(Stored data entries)
○ ○ ○

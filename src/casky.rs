use std::fs::File;
use std::io::prelude::*;
use std::path::Path;
use std::sync::atomic::{AtomicU32, Ordering};
use std::sync::Arc;

use log::{debug, info, warn};

use crate::data::{Decoded, Record, DEFAULT_MAX_FIELD_BYTES};
use crate::errors::{Error, ErrorCode, Result};
use crate::key_dir::{KeyDir, Lookup};
use crate::logfile::Log;
use crate::stats::Stats;
use crate::sync::EngineLock;
use crate::util::now_secs;

/// `Casky` configuration. Provides control over durability and decode
/// limits before opening a database.
///
/// # Examples
///
/// ```rust,no_run
/// use casky::CaskyOptions;
///
/// let db = CaskyOptions::default()
///     .sync_on_write(true)
///     .open("casky.db")
///     .unwrap();
/// ```
#[derive(Clone)]
pub struct CaskyOptions {
    sync_on_write: bool,
    max_key_bytes: u32,
    max_value_bytes: u32,
}

impl Default for CaskyOptions {
    fn default() -> CaskyOptions {
        CaskyOptions {
            sync_on_write: false,
            max_key_bytes: DEFAULT_MAX_FIELD_BYTES,
            max_value_bytes: DEFAULT_MAX_FIELD_BYTES,
        }
    }
}

impl CaskyOptions {
    pub fn new() -> CaskyOptions {
        CaskyOptions::default()
    }

    /// Fsync the log after every mutation before acknowledging it. Maximum
    /// crash tolerance at a throughput cost. Defaults to `false`.
    pub fn sync_on_write(&mut self, sync: bool) -> &mut CaskyOptions {
        self.sync_on_write = sync;
        self
    }

    /// Largest key the decoder will accept. Defaults to 64 MiB.
    pub fn max_key_bytes(&mut self, max: u32) -> &mut CaskyOptions {
        self.max_key_bytes = max;
        self
    }

    /// Largest value the decoder will accept. Defaults to 64 MiB.
    pub fn max_value_bytes(&mut self, max: u32) -> &mut CaskyOptions {
        self.max_value_bytes = max;
        self
    }

    /// Opens/creates a `Casky` database at `path`.
    pub fn open<P: AsRef<Path>>(&self, path: P) -> Result<Casky> {
        Casky::open_with(path, self.clone())
    }
}

struct Inner {
    dir: KeyDir,
    log: Log,
    corrupted: bool,
}

impl Drop for Inner {
    fn drop(&mut self) {
        if let Err(err) = self.log.sync() {
            warn!("failed to sync log on drop: {}", err);
        }
    }
}

/// A handle to a `Casky` database: one append-only log file on disk plus an
/// in-memory directory of the live keys.
///
/// Handles are cheap to clone. With the `thread-safe` feature every public
/// operation is serialised by an internal mutex and clones may be shared
/// across threads; without it there is no internal locking and handles stay
/// on the thread that opened the database.
///
/// Mutations update the directory first and append to the log second. If
/// the append fails the in-memory change is kept, so on `Io` the memory
/// state may be ahead of the disk state; callers should close and reopen.
#[derive(Clone)]
pub struct Casky {
    options: CaskyOptions,
    inner: Arc<EngineLock<Inner>>,
    stats: Arc<EngineLock<Stats>>,
    last_error: Arc<AtomicU32>,
}

impl Casky {
    /// Opens/creates a database at `path` with default options, replaying
    /// the log into memory.
    ///
    /// When recovery halts on a bad record the engine is still returned:
    /// [`corrupted`](Casky::corrupted) reads `true`,
    /// [`last_error`](Casky::last_error) reads [`ErrorCode::Corrupt`], and a
    /// compaction is advisable.
    pub fn open<P: AsRef<Path>>(path: P) -> Result<Casky> {
        CaskyOptions::default().open(path)
    }

    /// Whether this build serialises operations internally (the
    /// `thread-safe` feature).
    pub fn is_thread_safe() -> bool {
        cfg!(feature = "thread-safe")
    }

    fn open_with<P: AsRef<Path>>(path: P, options: CaskyOptions) -> Result<Casky> {
        let path = path.as_ref();
        info!("opening database {:?}", path);

        let mut log = Log::open(path)?;
        let mut dir = KeyDir::new();
        let mut corrupted = false;

        for item in log.records(options.max_key_bytes, options.max_value_bytes)? {
            match item? {
                Decoded::Entry(record) => {
                    if record.is_tombstone() {
                        dir.delete_in_memory(&record.key);
                    } else {
                        dir.put_in_memory(
                            &record.key,
                            &record.value,
                            record.timestamp,
                            record.expires_at,
                        );
                    }
                }
                Decoded::Truncated => {
                    warn!("recovery halted on a truncated record in {:?}", path);
                    corrupted = true;
                    break;
                }
                Decoded::BadCrc => {
                    warn!("recovery halted on a bad checksum in {:?}", path);
                    corrupted = true;
                    break;
                }
                Decoded::Eof => break,
            }
        }

        let stats = Stats {
            total_keys: dir.len() as u64,
            memory_bytes: dir.entries().map(|entry| entry.footprint() as u64).sum(),
            ..Stats::new()
        };

        if corrupted {
            warn!(
                "opened database {:?} with {} recovered keys; log is corrupt, compaction advised",
                path,
                dir.len()
            );
        } else {
            info!(
                "opened database {:?} ({} live keys, {} bytes on disk)",
                path,
                dir.len(),
                log.len()?
            );
        }

        let initial = if corrupted {
            ErrorCode::Corrupt
        } else {
            ErrorCode::Ok
        };

        Ok(Casky {
            options,
            inner: Arc::new(EngineLock::new(Inner {
                dir,
                log,
                corrupted,
            })),
            stats: Arc::new(EngineLock::new(stats)),
            last_error: Arc::new(AtomicU32::new(initial as u32)),
        })
    }

    /// Flushes and syncs the log, consuming this handle. Other clones of
    /// the handle remain usable.
    pub fn close(self) -> Result<()> {
        let result = self.inner.lock().log.sync();
        self.finish(result)
    }

    /// Inserts or updates `key`. A `ttl_secs` of 0 means the entry never
    /// expires; otherwise it becomes invisible `ttl_secs` seconds from now.
    pub fn put<K, V>(&self, key: K, value: V, ttl_secs: u64) -> Result<()>
    where
        K: AsRef<[u8]>,
        V: AsRef<[u8]>,
    {
        let result = self.put_inner(key.as_ref(), value.as_ref(), ttl_secs);
        self.finish(result)
    }

    fn put_inner(&self, key: &[u8], value: &[u8], ttl_secs: u64) -> Result<()> {
        // An empty value would frame as a tombstone, so both are invalid.
        if key.is_empty() || value.is_empty() {
            return Err(Error::InvalidKey);
        }
        if key.len() as u64 > u64::from(self.options.max_key_bytes)
            || value.len() as u64 > u64::from(self.options.max_value_bytes)
        {
            return Err(Error::InvalidKey);
        }

        let timestamp = now_secs();
        let expires_at = if ttl_secs > 0 {
            timestamp.saturating_add(ttl_secs)
        } else {
            0
        };

        let mut inner = self.inner.lock();
        let previous = inner.dir.put_in_memory(key, value, timestamp, expires_at);

        {
            let mut stats = self.stats.lock();
            match previous {
                Some(old_value_len) => stats.on_replace(old_value_len, value.len()),
                None => stats.on_insert(key.len() + value.len()),
            }
        }

        let record = Record::put(timestamp, expires_at, key, value);
        inner.log.append(&record.encode(), self.options.sync_on_write)
    }

    /// Returns an owned copy of the live value, or `None` when the key is
    /// absent or expired. Never touches the log.
    pub fn get<K: AsRef<[u8]>>(&self, key: K) -> Result<Option<Vec<u8>>> {
        let result = self.get_inner(key.as_ref());
        match &result {
            Ok(Some(_)) => self.set_last(ErrorCode::Ok),
            Ok(None) => self.set_last(ErrorCode::KeyNotFound),
            Err(err) => self.set_last(err.code()),
        }
        result
    }

    fn get_inner(&self, key: &[u8]) -> Result<Option<Vec<u8>>> {
        if key.is_empty() {
            return Err(Error::InvalidKey);
        }

        let now = now_secs();
        let mut inner = self.inner.lock();

        match inner.dir.get_in_memory(key, now) {
            Lookup::Found(value) => {
                self.stats.lock().on_get_hit();
                Ok(Some(value))
            }
            Lookup::Expired(entry) => {
                debug!("entry expired on lookup ({} bytes freed)", entry.footprint());
                self.stats.lock().on_evict(1, entry.footprint());
                Ok(None)
            }
            Lookup::NotFound => Ok(None),
        }
    }

    /// Removes `key`, appending a tombstone to the log. A key that is not
    /// live is `KeyNotFound` and nothing is written.
    pub fn delete<K: AsRef<[u8]>>(&self, key: K) -> Result<()> {
        let result = self.delete_inner(key.as_ref());
        self.finish(result)
    }

    fn delete_inner(&self, key: &[u8]) -> Result<()> {
        if key.is_empty() {
            return Err(Error::InvalidKey);
        }

        let mut inner = self.inner.lock();
        let removed = match inner.dir.delete_in_memory(key) {
            Some(entry) => entry,
            None => return Err(Error::KeyNotFound),
        };

        self.stats.lock().on_delete(removed.footprint());

        let record = Record::tombstone(now_secs(), key);
        inner.log.append(&record.encode(), self.options.sync_on_write)
    }

    /// Rewrites the log so it holds exactly one PUT record per live,
    /// unexpired entry and no tombstones.
    ///
    /// The rewrite goes to a temporary file beside the log, is flushed (and
    /// fsynced under `sync_on_write`), and is renamed over the live path
    /// only once complete; any earlier failure removes the temporary file
    /// and leaves the log untouched. A successful compaction clears the
    /// `corrupted` flag.
    pub fn compact(&self) -> Result<()> {
        let result = self.compact_inner();
        self.finish(result)
    }

    fn compact_inner(&self) -> Result<()> {
        let now = now_secs();
        let mut inner = self.inner.lock();

        let live_path = inner.log.path().to_path_buf();
        let parent = match live_path.parent() {
            Some(parent) if !parent.as_os_str().is_empty() => parent,
            _ => Path::new("."),
        };
        let file_name = match live_path.file_name() {
            Some(name) => name.to_string_lossy().into_owned(),
            None => return Err(Error::InvalidPath),
        };

        // Dropped on any early return, which unlinks the partial file.
        let mut tmp = tempfile::Builder::new()
            .prefix(&format!("{}.", file_name))
            .rand_bytes(6)
            .tempfile_in(parent)?;

        let mut written = 0usize;
        for entry in inner.dir.entries() {
            if entry.is_expired(now) {
                continue;
            }
            let record = Record::put(
                entry.timestamp(),
                entry.expires_at(),
                entry.key(),
                entry.value(),
            );
            tmp.write_all(&record.encode())?;
            written += 1;
        }

        tmp.flush()?;
        if self.options.sync_on_write {
            tmp.as_file().sync_data()?;
        }

        tmp.persist(&live_path).map_err(|err| Error::Io(err.error))?;
        inner.log.reopen()?;
        inner.corrupted = false;

        info!("compacted {:?}: {} live records", live_path, written);
        Ok(())
    }

    /// Sweeps every bucket and drops entries past their expiry. Memory-only:
    /// the underlying records stay in the log until the next compaction.
    pub fn expire(&self) {
        let now = now_secs();
        let mut inner = self.inner.lock();

        let (removed, freed) = inner.dir.sweep_expired(now);
        if removed > 0 {
            debug!("expired {} entries ({} bytes)", removed, freed);
            self.stats.lock().on_evict(removed, freed);
        }
        self.set_last(ErrorCode::Ok);
    }

    /// Writes one PUT record per live, unexpired entry to a fresh file at
    /// `path`. The result is a valid log: opening it yields the state this
    /// engine held at the time of the snapshot.
    pub fn snapshot<P: AsRef<Path>>(&self, path: P) -> Result<()> {
        let result = self.snapshot_inner(path.as_ref());
        self.finish(result)
    }

    fn snapshot_inner(&self, path: &Path) -> Result<()> {
        if path.as_os_str().is_empty() {
            return Err(Error::InvalidPath);
        }

        let now = now_secs();
        let inner = self.inner.lock();

        let mut file = File::create(path).map_err(|err| {
            if err.kind() == std::io::ErrorKind::NotFound {
                Error::InvalidPath
            } else {
                Error::Io(err)
            }
        })?;

        let mut written = 0usize;
        for entry in inner.dir.entries() {
            if entry.is_expired(now) {
                continue;
            }
            let record = Record::put(
                entry.timestamp(),
                entry.expires_at(),
                entry.key(),
                entry.value(),
            );
            file.write_all(&record.encode())?;
            written += 1;
        }

        file.flush()?;
        file.sync_data()?;

        info!("snapshot {:?}: {} live records", path, written);
        Ok(())
    }

    /// Number of live entries in the directory.
    pub fn len(&self) -> usize {
        self.inner.lock().dir.len()
    }

    pub fn is_empty(&self) -> bool {
        self.inner.lock().dir.is_empty()
    }

    /// Whether recovery halted on a bad record and the log has not been
    /// compacted since.
    pub fn corrupted(&self) -> bool {
        self.inner.lock().corrupted
    }

    /// Outcome code of the most recent operation on this engine.
    pub fn last_error(&self) -> ErrorCode {
        ErrorCode::from_u32(self.last_error.load(Ordering::Relaxed))
    }

    /// Point-in-time copy of the counters.
    pub fn stats(&self) -> Stats {
        *self.stats.lock()
    }

    fn set_last(&self, code: ErrorCode) {
        self.last_error.store(code as u32, Ordering::Relaxed);
    }

    fn finish<T>(&self, result: Result<T>) -> Result<T> {
        match &result {
            Ok(_) => self.set_last(ErrorCode::Ok),
            Err(err) => self.set_last(err.code()),
        }
        result
    }
}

○ ○ ○

▶ **Goal of the exercise**
Each line of the data above containing the string "previous" is to be copied.

▶ **Response to the task**
        let previous = inner.dir.put_in_memory(key, value, timestamp, expires_at);
            match previous {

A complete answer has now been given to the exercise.